### Provided entries ###
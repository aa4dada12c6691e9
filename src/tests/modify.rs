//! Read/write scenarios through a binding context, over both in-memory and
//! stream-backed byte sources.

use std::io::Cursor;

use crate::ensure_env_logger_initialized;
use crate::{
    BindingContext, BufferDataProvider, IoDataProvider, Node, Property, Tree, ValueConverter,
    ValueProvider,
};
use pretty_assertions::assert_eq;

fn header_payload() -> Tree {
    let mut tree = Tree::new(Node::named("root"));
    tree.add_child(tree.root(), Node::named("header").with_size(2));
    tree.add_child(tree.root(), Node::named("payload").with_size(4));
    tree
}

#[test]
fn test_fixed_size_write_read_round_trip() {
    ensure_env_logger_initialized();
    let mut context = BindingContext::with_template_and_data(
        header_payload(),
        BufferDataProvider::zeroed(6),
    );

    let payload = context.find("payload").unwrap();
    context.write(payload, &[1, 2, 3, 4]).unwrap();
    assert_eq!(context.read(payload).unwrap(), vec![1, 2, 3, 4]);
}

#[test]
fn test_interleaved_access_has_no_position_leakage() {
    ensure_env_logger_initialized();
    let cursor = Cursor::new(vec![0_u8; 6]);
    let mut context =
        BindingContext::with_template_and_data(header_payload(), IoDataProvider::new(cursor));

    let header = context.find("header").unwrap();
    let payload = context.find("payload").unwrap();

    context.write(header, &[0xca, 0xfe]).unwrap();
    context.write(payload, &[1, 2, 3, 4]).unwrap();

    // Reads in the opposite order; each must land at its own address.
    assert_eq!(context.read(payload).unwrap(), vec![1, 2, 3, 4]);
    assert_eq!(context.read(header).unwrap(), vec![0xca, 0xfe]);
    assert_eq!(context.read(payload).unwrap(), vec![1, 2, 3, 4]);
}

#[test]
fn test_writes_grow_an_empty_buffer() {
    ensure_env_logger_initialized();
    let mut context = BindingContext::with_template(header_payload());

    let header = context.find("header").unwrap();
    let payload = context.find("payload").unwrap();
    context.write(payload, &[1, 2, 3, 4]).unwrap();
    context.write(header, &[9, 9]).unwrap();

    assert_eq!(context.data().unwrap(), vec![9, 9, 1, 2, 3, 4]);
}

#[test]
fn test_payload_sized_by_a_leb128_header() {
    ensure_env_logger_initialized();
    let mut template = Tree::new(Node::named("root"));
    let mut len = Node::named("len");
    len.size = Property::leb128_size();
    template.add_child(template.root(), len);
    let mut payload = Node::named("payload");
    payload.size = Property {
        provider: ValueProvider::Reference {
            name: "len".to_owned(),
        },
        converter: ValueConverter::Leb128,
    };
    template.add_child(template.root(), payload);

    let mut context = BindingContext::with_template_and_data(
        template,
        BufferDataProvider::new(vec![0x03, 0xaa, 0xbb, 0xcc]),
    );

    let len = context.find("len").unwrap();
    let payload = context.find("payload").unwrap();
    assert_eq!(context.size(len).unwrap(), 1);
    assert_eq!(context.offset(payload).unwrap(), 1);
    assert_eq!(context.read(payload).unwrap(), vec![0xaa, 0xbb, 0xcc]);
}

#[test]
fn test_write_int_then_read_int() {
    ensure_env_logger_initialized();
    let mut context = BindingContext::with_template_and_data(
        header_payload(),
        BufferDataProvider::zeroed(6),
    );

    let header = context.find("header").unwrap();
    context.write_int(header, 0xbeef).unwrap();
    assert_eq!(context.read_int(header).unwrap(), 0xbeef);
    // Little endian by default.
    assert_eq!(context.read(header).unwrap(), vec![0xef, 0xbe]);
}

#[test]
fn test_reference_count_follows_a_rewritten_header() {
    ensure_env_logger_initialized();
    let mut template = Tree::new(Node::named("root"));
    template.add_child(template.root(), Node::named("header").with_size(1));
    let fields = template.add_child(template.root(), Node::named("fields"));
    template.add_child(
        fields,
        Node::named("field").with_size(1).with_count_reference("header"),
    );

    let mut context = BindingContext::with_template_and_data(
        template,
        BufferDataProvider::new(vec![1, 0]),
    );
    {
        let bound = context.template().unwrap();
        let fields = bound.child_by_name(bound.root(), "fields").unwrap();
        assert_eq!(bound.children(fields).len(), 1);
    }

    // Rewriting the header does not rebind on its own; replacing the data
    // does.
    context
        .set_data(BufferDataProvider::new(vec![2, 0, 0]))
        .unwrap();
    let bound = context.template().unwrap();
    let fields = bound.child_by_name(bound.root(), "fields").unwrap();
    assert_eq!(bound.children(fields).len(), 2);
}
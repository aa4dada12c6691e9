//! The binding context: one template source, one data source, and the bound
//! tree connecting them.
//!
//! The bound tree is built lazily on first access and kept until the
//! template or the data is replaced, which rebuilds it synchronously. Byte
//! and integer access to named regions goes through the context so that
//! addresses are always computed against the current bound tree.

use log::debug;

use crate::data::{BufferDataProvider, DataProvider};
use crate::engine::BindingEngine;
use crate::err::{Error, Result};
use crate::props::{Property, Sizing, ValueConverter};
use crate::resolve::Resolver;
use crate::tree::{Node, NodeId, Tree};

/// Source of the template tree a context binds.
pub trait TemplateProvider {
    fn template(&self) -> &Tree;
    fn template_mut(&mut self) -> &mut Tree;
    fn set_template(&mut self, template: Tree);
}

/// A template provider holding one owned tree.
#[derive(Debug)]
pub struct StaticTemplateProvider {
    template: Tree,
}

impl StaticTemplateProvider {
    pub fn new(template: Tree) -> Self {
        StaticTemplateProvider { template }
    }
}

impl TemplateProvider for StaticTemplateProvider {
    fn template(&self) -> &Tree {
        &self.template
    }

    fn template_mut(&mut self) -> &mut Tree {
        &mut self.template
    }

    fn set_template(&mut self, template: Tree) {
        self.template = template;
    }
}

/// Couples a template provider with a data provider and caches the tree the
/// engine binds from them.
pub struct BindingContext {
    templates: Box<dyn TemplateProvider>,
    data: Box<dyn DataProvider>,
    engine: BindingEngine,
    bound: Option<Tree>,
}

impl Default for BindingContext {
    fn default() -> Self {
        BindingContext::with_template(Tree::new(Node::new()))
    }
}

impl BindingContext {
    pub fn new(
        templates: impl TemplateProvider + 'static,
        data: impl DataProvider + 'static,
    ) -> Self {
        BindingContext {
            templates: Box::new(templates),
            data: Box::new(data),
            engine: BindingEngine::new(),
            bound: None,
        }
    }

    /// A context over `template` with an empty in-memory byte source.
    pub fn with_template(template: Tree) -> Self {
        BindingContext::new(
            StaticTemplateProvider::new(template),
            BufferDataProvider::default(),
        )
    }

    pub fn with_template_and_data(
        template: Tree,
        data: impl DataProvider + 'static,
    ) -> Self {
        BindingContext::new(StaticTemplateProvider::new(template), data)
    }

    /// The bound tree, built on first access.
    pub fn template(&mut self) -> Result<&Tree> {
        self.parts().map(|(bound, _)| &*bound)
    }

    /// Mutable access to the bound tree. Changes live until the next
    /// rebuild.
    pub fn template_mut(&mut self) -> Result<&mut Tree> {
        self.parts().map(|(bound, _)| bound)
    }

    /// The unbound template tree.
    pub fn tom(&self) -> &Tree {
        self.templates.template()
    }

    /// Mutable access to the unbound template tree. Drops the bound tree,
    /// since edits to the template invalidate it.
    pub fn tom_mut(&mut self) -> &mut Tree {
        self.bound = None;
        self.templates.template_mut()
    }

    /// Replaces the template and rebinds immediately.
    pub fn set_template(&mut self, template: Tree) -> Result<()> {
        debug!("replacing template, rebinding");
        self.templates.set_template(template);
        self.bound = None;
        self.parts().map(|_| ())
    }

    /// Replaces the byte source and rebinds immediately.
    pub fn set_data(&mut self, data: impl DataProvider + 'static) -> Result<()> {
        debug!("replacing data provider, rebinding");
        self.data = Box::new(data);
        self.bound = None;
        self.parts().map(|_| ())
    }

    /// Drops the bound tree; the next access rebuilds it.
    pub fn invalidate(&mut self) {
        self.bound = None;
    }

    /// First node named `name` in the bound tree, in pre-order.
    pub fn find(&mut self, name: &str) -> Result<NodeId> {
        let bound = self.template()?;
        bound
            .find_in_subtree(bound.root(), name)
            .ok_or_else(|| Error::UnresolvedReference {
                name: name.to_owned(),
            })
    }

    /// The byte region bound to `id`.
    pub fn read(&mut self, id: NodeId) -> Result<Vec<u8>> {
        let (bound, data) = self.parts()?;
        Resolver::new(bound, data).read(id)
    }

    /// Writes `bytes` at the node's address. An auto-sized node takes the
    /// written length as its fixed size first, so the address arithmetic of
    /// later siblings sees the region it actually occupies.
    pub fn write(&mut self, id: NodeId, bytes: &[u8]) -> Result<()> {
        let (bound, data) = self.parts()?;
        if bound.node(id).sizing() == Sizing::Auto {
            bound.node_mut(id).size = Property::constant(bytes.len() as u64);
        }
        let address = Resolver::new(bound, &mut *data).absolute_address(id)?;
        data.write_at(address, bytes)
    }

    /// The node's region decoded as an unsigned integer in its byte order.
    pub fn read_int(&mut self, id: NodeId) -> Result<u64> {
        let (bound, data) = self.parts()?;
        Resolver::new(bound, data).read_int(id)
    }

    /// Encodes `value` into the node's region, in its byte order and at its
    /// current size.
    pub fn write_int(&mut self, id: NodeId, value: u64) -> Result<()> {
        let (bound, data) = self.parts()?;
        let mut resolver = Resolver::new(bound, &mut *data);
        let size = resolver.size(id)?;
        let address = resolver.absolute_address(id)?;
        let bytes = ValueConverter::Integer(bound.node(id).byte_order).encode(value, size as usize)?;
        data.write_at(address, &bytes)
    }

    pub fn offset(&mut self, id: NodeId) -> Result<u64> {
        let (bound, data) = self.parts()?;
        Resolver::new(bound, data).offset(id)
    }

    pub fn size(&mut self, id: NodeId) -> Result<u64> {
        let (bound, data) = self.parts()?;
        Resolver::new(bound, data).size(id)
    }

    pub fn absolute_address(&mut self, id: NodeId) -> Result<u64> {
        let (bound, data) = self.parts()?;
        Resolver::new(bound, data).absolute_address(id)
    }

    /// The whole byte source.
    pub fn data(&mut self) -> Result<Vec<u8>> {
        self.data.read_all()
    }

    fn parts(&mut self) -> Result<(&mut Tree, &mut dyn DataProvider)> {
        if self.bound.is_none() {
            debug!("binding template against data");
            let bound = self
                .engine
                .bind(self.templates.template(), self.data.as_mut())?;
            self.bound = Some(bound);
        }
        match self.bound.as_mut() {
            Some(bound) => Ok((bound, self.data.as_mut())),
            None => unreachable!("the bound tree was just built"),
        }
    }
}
###
### Provided entries ###
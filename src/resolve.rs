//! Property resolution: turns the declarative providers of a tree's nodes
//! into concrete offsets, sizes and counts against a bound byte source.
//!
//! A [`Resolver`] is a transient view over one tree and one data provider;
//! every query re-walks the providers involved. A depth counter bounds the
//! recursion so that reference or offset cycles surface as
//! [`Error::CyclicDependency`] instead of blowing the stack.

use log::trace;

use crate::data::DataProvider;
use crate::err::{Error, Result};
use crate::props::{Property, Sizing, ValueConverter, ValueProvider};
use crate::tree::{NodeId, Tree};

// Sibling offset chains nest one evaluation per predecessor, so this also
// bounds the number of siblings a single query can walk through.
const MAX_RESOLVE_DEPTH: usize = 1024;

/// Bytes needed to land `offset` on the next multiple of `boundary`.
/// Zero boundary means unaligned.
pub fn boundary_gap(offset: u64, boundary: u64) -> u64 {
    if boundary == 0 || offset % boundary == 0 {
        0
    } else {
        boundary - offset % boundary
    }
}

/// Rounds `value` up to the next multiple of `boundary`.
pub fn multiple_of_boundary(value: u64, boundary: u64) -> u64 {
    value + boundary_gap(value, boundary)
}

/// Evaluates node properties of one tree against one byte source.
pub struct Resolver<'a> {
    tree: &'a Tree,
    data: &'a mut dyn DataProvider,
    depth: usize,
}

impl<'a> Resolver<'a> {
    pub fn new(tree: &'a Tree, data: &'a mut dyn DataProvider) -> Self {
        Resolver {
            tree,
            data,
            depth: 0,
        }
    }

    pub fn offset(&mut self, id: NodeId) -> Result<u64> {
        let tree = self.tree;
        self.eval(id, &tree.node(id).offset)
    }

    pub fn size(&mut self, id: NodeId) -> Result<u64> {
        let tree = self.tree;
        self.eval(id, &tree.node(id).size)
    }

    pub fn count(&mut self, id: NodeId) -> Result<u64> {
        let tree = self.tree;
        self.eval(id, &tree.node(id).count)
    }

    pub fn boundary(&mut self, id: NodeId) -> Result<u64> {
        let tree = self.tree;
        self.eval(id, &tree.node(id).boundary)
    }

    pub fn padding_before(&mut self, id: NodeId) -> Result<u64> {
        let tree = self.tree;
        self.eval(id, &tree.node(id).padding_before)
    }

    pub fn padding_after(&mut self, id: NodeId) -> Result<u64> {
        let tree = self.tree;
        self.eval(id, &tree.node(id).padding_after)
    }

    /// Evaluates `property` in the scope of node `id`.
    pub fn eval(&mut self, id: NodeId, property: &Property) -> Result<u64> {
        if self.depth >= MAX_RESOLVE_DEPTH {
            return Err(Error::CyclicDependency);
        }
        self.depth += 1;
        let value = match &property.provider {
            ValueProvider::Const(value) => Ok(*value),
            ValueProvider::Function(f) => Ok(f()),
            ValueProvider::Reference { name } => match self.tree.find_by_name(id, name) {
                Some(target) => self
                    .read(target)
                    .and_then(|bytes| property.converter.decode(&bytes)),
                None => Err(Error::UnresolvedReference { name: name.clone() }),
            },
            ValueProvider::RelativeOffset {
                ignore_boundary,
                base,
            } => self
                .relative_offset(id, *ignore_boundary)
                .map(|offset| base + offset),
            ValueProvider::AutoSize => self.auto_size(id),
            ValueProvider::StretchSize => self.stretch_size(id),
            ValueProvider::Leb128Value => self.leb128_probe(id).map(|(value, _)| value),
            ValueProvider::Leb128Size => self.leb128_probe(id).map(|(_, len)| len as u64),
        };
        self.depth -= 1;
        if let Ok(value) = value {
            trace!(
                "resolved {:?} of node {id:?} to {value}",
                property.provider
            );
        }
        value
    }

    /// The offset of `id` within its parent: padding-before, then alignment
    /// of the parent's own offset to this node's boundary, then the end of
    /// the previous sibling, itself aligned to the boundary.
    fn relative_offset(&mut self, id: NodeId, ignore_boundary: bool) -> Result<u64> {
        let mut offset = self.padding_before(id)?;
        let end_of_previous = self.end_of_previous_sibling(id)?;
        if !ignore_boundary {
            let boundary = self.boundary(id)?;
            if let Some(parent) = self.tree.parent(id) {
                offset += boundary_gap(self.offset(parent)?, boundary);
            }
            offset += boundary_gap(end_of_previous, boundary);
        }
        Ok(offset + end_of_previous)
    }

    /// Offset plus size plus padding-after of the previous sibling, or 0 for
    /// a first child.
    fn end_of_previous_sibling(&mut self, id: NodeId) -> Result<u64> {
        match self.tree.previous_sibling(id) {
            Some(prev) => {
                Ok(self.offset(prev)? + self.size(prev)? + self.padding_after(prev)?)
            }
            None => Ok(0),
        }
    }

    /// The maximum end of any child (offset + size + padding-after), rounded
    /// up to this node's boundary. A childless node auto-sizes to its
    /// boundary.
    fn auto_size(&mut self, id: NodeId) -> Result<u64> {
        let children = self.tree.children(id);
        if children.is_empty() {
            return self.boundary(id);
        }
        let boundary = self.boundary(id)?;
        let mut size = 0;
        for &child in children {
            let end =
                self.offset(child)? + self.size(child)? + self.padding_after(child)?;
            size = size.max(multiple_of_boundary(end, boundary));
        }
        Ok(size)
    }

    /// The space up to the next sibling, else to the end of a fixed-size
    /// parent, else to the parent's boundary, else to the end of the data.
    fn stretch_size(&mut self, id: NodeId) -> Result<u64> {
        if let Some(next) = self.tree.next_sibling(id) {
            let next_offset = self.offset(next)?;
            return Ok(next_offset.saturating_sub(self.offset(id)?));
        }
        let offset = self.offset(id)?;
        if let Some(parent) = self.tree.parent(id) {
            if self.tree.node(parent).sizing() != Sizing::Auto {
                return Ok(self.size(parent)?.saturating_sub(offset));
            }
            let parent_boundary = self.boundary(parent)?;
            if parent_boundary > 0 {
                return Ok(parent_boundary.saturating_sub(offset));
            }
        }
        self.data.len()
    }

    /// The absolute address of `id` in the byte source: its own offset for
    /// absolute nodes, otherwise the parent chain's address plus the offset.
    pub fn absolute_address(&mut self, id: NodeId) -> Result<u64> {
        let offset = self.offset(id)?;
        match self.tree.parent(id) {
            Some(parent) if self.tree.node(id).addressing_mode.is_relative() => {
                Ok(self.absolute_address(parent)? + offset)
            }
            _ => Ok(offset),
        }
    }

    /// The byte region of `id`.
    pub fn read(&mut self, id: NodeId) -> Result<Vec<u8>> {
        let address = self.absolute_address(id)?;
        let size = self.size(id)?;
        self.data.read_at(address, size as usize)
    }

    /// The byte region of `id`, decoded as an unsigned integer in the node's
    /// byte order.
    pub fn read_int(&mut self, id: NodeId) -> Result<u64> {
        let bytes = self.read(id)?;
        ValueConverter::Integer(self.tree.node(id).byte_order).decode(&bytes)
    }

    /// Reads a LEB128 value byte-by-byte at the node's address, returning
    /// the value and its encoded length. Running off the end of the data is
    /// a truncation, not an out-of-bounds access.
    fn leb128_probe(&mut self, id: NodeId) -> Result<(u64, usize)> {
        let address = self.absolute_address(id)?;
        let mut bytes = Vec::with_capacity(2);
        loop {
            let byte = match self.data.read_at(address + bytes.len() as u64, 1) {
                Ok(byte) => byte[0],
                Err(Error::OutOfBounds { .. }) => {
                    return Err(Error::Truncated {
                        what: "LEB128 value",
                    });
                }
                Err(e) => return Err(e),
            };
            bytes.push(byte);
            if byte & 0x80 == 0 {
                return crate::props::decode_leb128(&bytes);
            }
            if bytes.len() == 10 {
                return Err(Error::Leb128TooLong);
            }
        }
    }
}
###
### Provided entries ###
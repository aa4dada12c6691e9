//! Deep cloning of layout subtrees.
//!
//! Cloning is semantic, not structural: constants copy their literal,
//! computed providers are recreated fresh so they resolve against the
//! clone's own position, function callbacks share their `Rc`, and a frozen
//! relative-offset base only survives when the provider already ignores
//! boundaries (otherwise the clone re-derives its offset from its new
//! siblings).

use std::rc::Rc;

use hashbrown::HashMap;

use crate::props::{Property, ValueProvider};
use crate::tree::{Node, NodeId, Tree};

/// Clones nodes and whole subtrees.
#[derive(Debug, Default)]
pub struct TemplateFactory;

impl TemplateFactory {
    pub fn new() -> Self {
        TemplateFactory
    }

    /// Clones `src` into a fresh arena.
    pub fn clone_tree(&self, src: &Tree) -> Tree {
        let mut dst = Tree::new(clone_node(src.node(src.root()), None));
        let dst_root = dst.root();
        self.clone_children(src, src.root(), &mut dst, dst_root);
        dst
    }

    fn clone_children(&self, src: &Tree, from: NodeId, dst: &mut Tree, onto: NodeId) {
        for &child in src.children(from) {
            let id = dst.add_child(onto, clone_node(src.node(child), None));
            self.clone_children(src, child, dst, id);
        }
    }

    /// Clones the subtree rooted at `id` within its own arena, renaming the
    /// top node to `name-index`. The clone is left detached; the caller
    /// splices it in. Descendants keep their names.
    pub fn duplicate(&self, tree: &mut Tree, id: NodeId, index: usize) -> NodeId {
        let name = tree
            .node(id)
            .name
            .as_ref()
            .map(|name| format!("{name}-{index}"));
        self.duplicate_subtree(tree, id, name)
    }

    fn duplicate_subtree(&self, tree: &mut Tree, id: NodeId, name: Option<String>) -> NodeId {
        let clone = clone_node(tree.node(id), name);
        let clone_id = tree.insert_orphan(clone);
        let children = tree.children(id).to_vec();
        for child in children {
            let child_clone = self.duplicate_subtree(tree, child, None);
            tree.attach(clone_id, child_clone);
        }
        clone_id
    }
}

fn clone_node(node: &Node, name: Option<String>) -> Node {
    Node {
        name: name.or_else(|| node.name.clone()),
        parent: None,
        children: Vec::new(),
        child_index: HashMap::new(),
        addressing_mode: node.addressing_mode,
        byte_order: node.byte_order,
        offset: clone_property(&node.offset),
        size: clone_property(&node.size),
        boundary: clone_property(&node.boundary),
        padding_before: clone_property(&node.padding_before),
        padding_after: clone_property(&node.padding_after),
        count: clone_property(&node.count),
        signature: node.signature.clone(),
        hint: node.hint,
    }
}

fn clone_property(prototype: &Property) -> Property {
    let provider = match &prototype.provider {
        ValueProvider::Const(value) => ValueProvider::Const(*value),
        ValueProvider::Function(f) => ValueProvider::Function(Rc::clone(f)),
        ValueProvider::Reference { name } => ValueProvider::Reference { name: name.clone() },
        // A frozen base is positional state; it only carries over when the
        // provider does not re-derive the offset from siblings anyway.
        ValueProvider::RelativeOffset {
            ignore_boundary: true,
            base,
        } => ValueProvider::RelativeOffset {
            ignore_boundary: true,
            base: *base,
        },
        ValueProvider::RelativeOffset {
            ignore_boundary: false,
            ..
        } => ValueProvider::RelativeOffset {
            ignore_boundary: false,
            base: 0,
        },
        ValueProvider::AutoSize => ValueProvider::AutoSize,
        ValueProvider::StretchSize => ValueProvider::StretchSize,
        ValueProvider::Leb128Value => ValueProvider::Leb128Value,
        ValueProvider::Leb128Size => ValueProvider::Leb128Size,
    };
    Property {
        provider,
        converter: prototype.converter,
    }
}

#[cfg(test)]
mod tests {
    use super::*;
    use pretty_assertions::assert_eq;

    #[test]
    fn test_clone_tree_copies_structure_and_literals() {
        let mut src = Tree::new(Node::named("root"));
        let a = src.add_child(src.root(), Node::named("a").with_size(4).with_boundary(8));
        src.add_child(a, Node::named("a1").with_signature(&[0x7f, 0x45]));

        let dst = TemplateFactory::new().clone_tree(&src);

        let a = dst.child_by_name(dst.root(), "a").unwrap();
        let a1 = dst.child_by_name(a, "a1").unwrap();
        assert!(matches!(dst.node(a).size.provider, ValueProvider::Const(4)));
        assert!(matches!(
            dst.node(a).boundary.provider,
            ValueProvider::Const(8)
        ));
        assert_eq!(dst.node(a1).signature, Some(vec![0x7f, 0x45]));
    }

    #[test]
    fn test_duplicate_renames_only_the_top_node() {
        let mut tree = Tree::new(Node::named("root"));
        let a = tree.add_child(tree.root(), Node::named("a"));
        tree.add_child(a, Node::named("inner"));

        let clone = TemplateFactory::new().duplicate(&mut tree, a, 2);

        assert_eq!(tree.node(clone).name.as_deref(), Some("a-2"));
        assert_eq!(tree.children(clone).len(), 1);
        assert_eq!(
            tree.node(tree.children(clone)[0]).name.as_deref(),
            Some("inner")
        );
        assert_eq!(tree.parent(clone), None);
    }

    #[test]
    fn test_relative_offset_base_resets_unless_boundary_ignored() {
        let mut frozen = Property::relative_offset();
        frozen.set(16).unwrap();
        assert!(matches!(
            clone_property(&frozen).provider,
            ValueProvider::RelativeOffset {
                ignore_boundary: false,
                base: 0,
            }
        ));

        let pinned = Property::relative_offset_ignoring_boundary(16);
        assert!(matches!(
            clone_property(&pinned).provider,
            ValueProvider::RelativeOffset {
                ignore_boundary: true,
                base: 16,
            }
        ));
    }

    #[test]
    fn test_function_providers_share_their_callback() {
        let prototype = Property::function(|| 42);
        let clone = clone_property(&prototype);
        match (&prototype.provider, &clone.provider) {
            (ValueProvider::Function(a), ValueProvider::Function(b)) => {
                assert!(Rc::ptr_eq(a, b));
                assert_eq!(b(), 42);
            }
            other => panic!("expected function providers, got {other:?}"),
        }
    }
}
###
▶ Task to carry out: Please return a copy of each line in the entries that has the string "Clones".

▶ Answer box:
/// Clones nodes and whole subtrees.
    /// Clones `src` into a fresh arena.
    /// Clones the subtree rooted at `id` within its own arena, renaming the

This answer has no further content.